Can I speak to you for a moment?
It’s your son’s teacher and so this can’t be good. Now not good, doesn’t have to mean bad, but it means something, and you are too tired for something. You just want to do pick-up and get home.
The teacher tells you that your son lied in class. Stood up in front of everyone and told them how your family’s dog died after a classmate of his had shared that her dog had died.
But you don’t have a dog do you, the teacher says?
No we don’t you say, and you wonder why your son would do that?
Was it a desperate need for attention, the desire to perform, or is it some kind of defect, a compulsive need to lie, a condition that much of your father’s family seems to have suffered from?
Jesus, is that genetic?
How do you ask your son why he did this? His typical response to any and all questions is nothing.

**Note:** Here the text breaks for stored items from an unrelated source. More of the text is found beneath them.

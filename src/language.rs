//! Per-language lexical rules and the extension lookup table built from them.

use std::collections::HashMap;
use std::path::Path;

use regex::Regex;
use tracing::warn;

use crate::error::{Error, Result};

/// Static description of a language, compiled into a [`LanguageProfile`].
///
/// Extensions starting with `.` are matched against a file's dotted extension;
/// anything else is a bare file name such as `Makefile`.
#[derive(Debug, Clone, Copy)]
pub struct ProfileSpec {
    pub name: &'static str,
    pub extensions: &'static [&'static str],
    pub function: Option<&'static str>,
    pub class: Option<&'static str>,
    pub comments: &'static [&'static str],
}

#[derive(Debug)]
pub struct LanguageProfile {
    name: String,
    extensions: Vec<String>,
    function: Option<Regex>,
    class: Option<Regex>,
    comments: Vec<Regex>,
}

impl LanguageProfile {
    pub fn compile(spec: &ProfileSpec) -> Result<Self> {
        let build = |kind: &'static str, pattern: &str| {
            Regex::new(pattern).map_err(|source| Error::Regex {
                language: spec.name.to_string(),
                kind,
                source,
            })
        };

        Ok(LanguageProfile {
            name: spec.name.to_string(),
            extensions: spec.extensions.iter().map(|e| e.to_string()).collect(),
            function: spec.function.map(|p| build("function", p)).transpose()?,
            class: spec.class.map(|p| build("class", p)).transpose()?,
            comments: spec
                .comments
                .iter()
                .map(|p| build("comment", p))
                .collect::<Result<_>>()?,
        })
    }

    pub fn name(&self) -> &str {
        &self.name
    }

    pub fn extensions(&self) -> &[String] {
        &self.extensions
    }

    pub fn function_pattern(&self) -> Option<&Regex> {
        self.function.as_ref()
    }

    pub fn class_pattern(&self) -> Option<&Regex> {
        self.class.as_ref()
    }

    /// Comment patterns in registration order; the first match wins.
    pub fn comment_patterns(&self) -> &[Regex] {
        &self.comments
    }
}

/// An extension claimed by more than one profile. The later profile owns it.
#[derive(Debug, Clone, PartialEq, Eq)]
pub struct ExtensionConflict {
    pub key: String,
    pub previous: String,
    pub winner: String,
}

/// Immutable lookup from extension or file name to language profile.
#[derive(Debug)]
pub struct LanguageRegistry {
    profiles: Vec<LanguageProfile>,
    by_key: HashMap<String, usize>,
    conflicts: Vec<ExtensionConflict>,
}

impl LanguageRegistry {
    pub fn builtin() -> Result<Self> {
        Self::from_specs(BUILTIN_PROFILES)
    }

    pub fn from_specs(specs: &[ProfileSpec]) -> Result<Self> {
        let mut profiles = Vec::with_capacity(specs.len());
        let mut by_key: HashMap<String, usize> = HashMap::new();
        let mut conflicts = Vec::new();

        for spec in specs {
            let profile = LanguageProfile::compile(spec)?;
            let index = profiles.len();
            for ext in &profile.extensions {
                let key = ext.to_lowercase();
                if let Some(previous) = by_key.insert(key.clone(), index) {
                    if previous == index {
                        continue;
                    }
                    let previous_name = profiles
                        .get(previous)
                        .map(|p: &LanguageProfile| p.name.clone())
                        .unwrap_or_default();
                    warn!(
                        "extension '{}' registered by both {} and {}; using {}",
                        key, previous_name, profile.name, profile.name
                    );
                    conflicts.push(ExtensionConflict {
                        key,
                        previous: previous_name,
                        winner: profile.name.clone(),
                    });
                }
            }
            profiles.push(profile);
        }

        Ok(LanguageRegistry {
            profiles,
            by_key,
            conflicts,
        })
    }

    /// Looks up a dotted extension (`.rs`) or a bare file name (`Makefile`),
    /// case-insensitively.
    pub fn resolve(&self, extension: &str) -> Option<&LanguageProfile> {
        self.by_key
            .get(&extension.to_lowercase())
            .and_then(|&index| self.profiles.get(index))
    }

    /// Resolves a path by its full file name first, then by its dotted extension.
    pub fn resolve_path(&self, path: &Path) -> Option<&LanguageProfile> {
        // lossy so a non-UTF-8 stem still resolves by its extension
        let name = path.file_name()?.to_string_lossy();
        if let Some(profile) = self.resolve(&name) {
            return Some(profile);
        }
        dotted_extension(&name).and_then(|ext| self.resolve(ext))
    }

    #[cfg(test)]
    pub fn get(&self, name: &str) -> Option<&LanguageProfile> {
        self.profiles.iter().find(|p| p.name == name)
    }

    pub fn profiles(&self) -> impl Iterator<Item = &LanguageProfile> {
        self.profiles.iter()
    }

    pub fn len(&self) -> usize {
        self.profiles.len()
    }

    pub fn conflicts(&self) -> &[ExtensionConflict] {
        &self.conflicts
    }
}

/// Everything from the last `.` of a file name, so `.env` is its own extension.
fn dotted_extension(file_name: &str) -> Option<&str> {
    file_name.rfind('.').map(|idx| &file_name[idx..])
}

const SLASH_COMMENTS: &[&str] = &[r"^\s*//", r"/\*.*?\*/"];
const HASH_COMMENTS: &[&str] = &[r"^\s*#"];
const DASH_COMMENTS: &[&str] = &[r"^\s*--"];
const PERCENT_COMMENTS: &[&str] = &[r"^\s*%"];
const MARKUP_COMMENTS: &[&str] = &[r"<!--.*?-->"];

const fn lang(name: &'static str, extensions: &'static [&'static str]) -> ProfileSpec {
    ProfileSpec {
        name,
        extensions,
        function: None,
        class: None,
        comments: &[],
    }
}

impl ProfileSpec {
    pub const fn function(mut self, pattern: &'static str) -> Self {
        self.function = Some(pattern);
        self
    }

    pub const fn class(mut self, pattern: &'static str) -> Self {
        self.class = Some(pattern);
        self
    }

    pub const fn comments(mut self, patterns: &'static [&'static str]) -> Self {
        self.comments = patterns;
        self
    }
}

pub const BUILTIN_PROFILES: &[ProfileSpec] = &[
    lang("Go", &[".go"])
        .function(r"^\s*func\s+(\w+|\([^)]*\)\s*\w+)\s*\(")
        .class(r"^\s*type\s+\w+\s+(struct|interface)")
        .comments(SLASH_COMMENTS),
    lang("Python", &[".py", ".pyw", ".pyx"])
        .function(r"^\s*def\s+\w+\s*\(")
        .class(r"^\s*class\s+\w+")
        .comments(&[r"^\s*#", r#"^\s*""".*?""""#, r"^\s*'''.*?'''"]),
    lang("JavaScript", &[".js", ".jsx", ".mjs", ".cjs"])
        .function(r"^\s*(function\s+\w+|const\s+\w+\s*=\s*\(|let\s+\w+\s*=\s*\(|var\s+\w+\s*=\s*\(|\w+\s*:\s*function|\w+\s*=>\s*)")
        .class(r"^\s*class\s+\w+")
        .comments(SLASH_COMMENTS),
    lang("TypeScript", &[".ts", ".tsx"])
        .function(r"^\s*(function\s+\w+|const\s+\w+\s*=\s*\(|let\s+\w+\s*=\s*\(|export\s+function|\w+\s*:\s*\(|\w+\s*=>\s*)")
        .class(r"^\s*(export\s+)?(abstract\s+)?class\s+\w+")
        .comments(SLASH_COMMENTS),
    lang("Java", &[".java"])
        .function(r"^\s*(public|private|protected|static|\s)*\s+\w+\s+\w+\s*\(")
        .class(r"^\s*(public|private|protected)?\s*(abstract\s+)?(class|interface)\s+\w+")
        .comments(SLASH_COMMENTS),
    lang("C", &[".c", ".h"])
        .function(r"^\s*\w+\s+\w+\s*\(")
        .comments(SLASH_COMMENTS),
    lang("C++", &[".cpp", ".cc", ".cxx", ".hpp", ".hxx"])
        .function(r"^\s*(\w+\s+)*\w+\s+\w+\s*\(")
        .class(r"^\s*(class|struct)\s+\w+")
        .comments(SLASH_COMMENTS),
    lang("C#", &[".cs"])
        .function(r"^\s*(public|private|protected|internal|static|\s)*\s+\w+\s+\w+\s*\(")
        .class(r"^\s*(public|private|protected|internal)?\s*(abstract\s+)?(class|interface|struct)\s+\w+")
        .comments(SLASH_COMMENTS),
    lang("Rust", &[".rs"])
        .function(r"^\s*(pub\s+)?fn\s+\w+")
        .class(r"^\s*(pub\s+)?(struct|enum|trait)\s+\w+")
        .comments(SLASH_COMMENTS),
    lang("PHP", &[".php", ".phtml"])
        .function(r"^\s*(public|private|protected)?\s*function\s+\w+")
        .class(r"^\s*(abstract\s+)?(class|interface|trait)\s+\w+")
        .comments(&[r"^\s*//", r"^\s*#", r"/\*.*?\*/"]),
    lang("Ruby", &[".rb", ".rbw"])
        .function(r"^\s*def\s+\w+")
        .class(r"^\s*class\s+\w+")
        .comments(HASH_COMMENTS),
    lang("Swift", &[".swift"])
        .function(r"^\s*(private|public|internal)?\s*func\s+\w+")
        .class(r"^\s*(public|private|internal)?\s*(class|struct|protocol)\s+\w+")
        .comments(SLASH_COMMENTS),
    lang("Kotlin", &[".kt", ".kts"])
        .function(r"^\s*(private|public|internal|protected)?\s*fun\s+\w+")
        .class(r"^\s*(public|private|internal|protected)?\s*(class|interface|object)\s+\w+")
        .comments(SLASH_COMMENTS),
    lang("Shell", &[".sh", ".bash", ".zsh", ".fish"])
        .function(r"^\s*\w+\s*\(\s*\)\s*\{")
        .comments(HASH_COMMENTS),
    lang("HTML", &[".html", ".htm", ".xhtml"]).comments(MARKUP_COMMENTS),
    // SCSS/Sass also allow line comments
    lang("CSS", &[".css", ".scss", ".sass", ".less"]).comments(&[r"/\*.*?\*/", r"^\s*//"]),
    lang("SQL", &[".sql"]).comments(&[r"^\s*--", r"/\*.*?\*/"]),
    lang("YAML", &[".yml", ".yaml"]).comments(HASH_COMMENTS),
    lang("JSON", &[".json"]),
    lang("XML", &[".xml", ".xsd", ".xsl"]).comments(MARKUP_COMMENTS),
    lang("Markdown", &[".md", ".markdown"]),
    lang("TOML", &[".toml"]).comments(HASH_COMMENTS),
    lang("INI", &[".ini", ".cfg", ".conf"]).comments(&[r"^\s*[#;]"]),
    lang("Dart", &[".dart"])
        .function(r"^\s*(static\s+)?\w+\s+\w+\s*\(")
        .class(r"^\s*(abstract\s+)?class\s+\w+")
        .comments(SLASH_COMMENTS),
    lang("Scala", &[".scala", ".sc"])
        .function(r"^\s*def\s+\w+")
        .class(r"^\s*(class|object|trait)\s+\w+")
        .comments(SLASH_COMMENTS),
    lang("Lua", &[".lua"])
        .function(r"^\s*(local\s+)?function\s+\w+")
        .comments(DASH_COMMENTS),
    lang("Perl", &[".pl", ".pm", ".perl"])
        .function(r"^\s*sub\s+\w+")
        .comments(HASH_COMMENTS),
    lang("R", &[".r", ".R", ".Rmd"])
        .function(r"^\s*\w+\s*<-\s*function")
        .comments(HASH_COMMENTS),
    lang("MATLAB", &[".m", ".mlx"])
        .function(r"^\s*function\s+.*=\s*\w+")
        .comments(PERCENT_COMMENTS),
    lang("Julia", &[".jl"])
        .function(r"^\s*function\s+\w+")
        .comments(HASH_COMMENTS),
    lang("Haskell", &[".hs", ".lhs"])
        .function(r"^\s*\w+\s*::")
        .comments(DASH_COMMENTS),
    lang("Erlang", &[".erl", ".hrl"])
        .function(r"^\s*\w+\s*\(")
        .comments(PERCENT_COMMENTS),
    lang("Elixir", &[".ex", ".exs"])
        .function(r"^\s*def\s+\w+")
        .comments(HASH_COMMENTS),
    lang("F#", &[".fs", ".fsx", ".fsi"])
        .function(r"^\s*let\s+\w+")
        .comments(&[r"^\s*//", r"\(\*.*?\*\)"]),
    lang("OCaml", &[".ml", ".mli"])
        .function(r"^\s*let\s+\w+")
        .comments(&[r"\(\*.*?\*\)"]),
    lang("Assembly", &[".asm", ".s", ".S"]).comments(&[r"^\s*[#;]"]),
    lang("Vim", &[".vim", ".vimrc"])
        .function(r"^\s*function!?\s+\w+")
        .comments(&[r#"^\s*""#]),
    lang("Batch", &[".bat", ".cmd"])
        .function(r"^\s*:\w+")
        .comments(&[r"^\s*rem\s", r"^\s*::"]),
    lang("PowerShell", &[".ps1", ".psm1", ".psd1"])
        .function(r"^\s*function\s+\w+")
        .comments(HASH_COMMENTS),
    lang("Dockerfile", &["Dockerfile", ".dockerfile"]).comments(HASH_COMMENTS),
    lang("Terraform", &[".tf", ".tfvars"]).comments(&[r"^\s*#", r"/\*.*?\*/"]),
    lang("GraphQL", &[".graphql", ".gql"]).comments(HASH_COMMENTS),
    lang("Protobuf", &[".proto"]).comments(&[r"^\s*//"]),
    lang("CMake", &[".cmake", "CMakeLists.txt"])
        .function(r"^\s*function\s*\(")
        .comments(HASH_COMMENTS),
    lang("Makefile", &["Makefile", ".mk", "makefile"]).comments(HASH_COMMENTS),
    lang("Properties", &[".properties", ".env"]).comments(&[r"^\s*[#!]"]),
    lang("Groovy", &[".groovy", ".gradle"])
        .function(r"^\s*def\s+\w+")
        .class(r"^\s*class\s+\w+")
        .comments(SLASH_COMMENTS),
];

What did you do in school today?
Nothing.
No?
No, nothing.
You learned nothing?
Nothing?
What did you do during recess, lunch, art class, gym?
Nothing, nothing, nothing, and nothing. Nothing at all.
So you don’t ask, not immediately, why bother, where will it get you, nowhere, that’s where.
But when your son formally invites you to attend a parent-teacher conference in his bedroom that weekend, you go, you are happy to.
You walk into his room at the scheduled time and your son is sitting cross-legged in his baggy sweatpants in bed, shuffling papers, and so very serious you sit when he asks you to.
When your son then asks you if you know that your child lied in class, you say you heard something like that had happened, but that your son doesn’t tell you much, and so you certainly don’t know the whole story, not really.
Might the teacher be willing to share the story with you, you ask your son?
Of course, your son says.
Did you know that one of your son’s friends had a dog that died, he says?
You do, you say, that’s very sad, and it must be very hard for her.
It is, and did you know that your son stood up and said his dog died even though you don’t have one because he thought his friend might feel better if she thought someone else had lost something they loved, but that it hadn’t worked-out like he thought it would, that she didn’t feel better, that he soon realized that he had made a mistake, did you know that, your son says in a rush of words?
You did not, you say, but you think your son tried to do a wonderful thing, even if he was confused about how it might go. You also say that you are really proud of him, and that maybe the teacher could let him know this?
The teacher would be happy to share that with him, your son says.
Wonderful, you say, and maybe, because you know, our son doesn’t tell us much, maybe, we could do this again some time? It’s been very helpful.
Maybe we can, your son says, I will be sure to schedule something.
Which you hope he does, even if you have no idea how this came about and what it means about him, or you, or where any of this will go.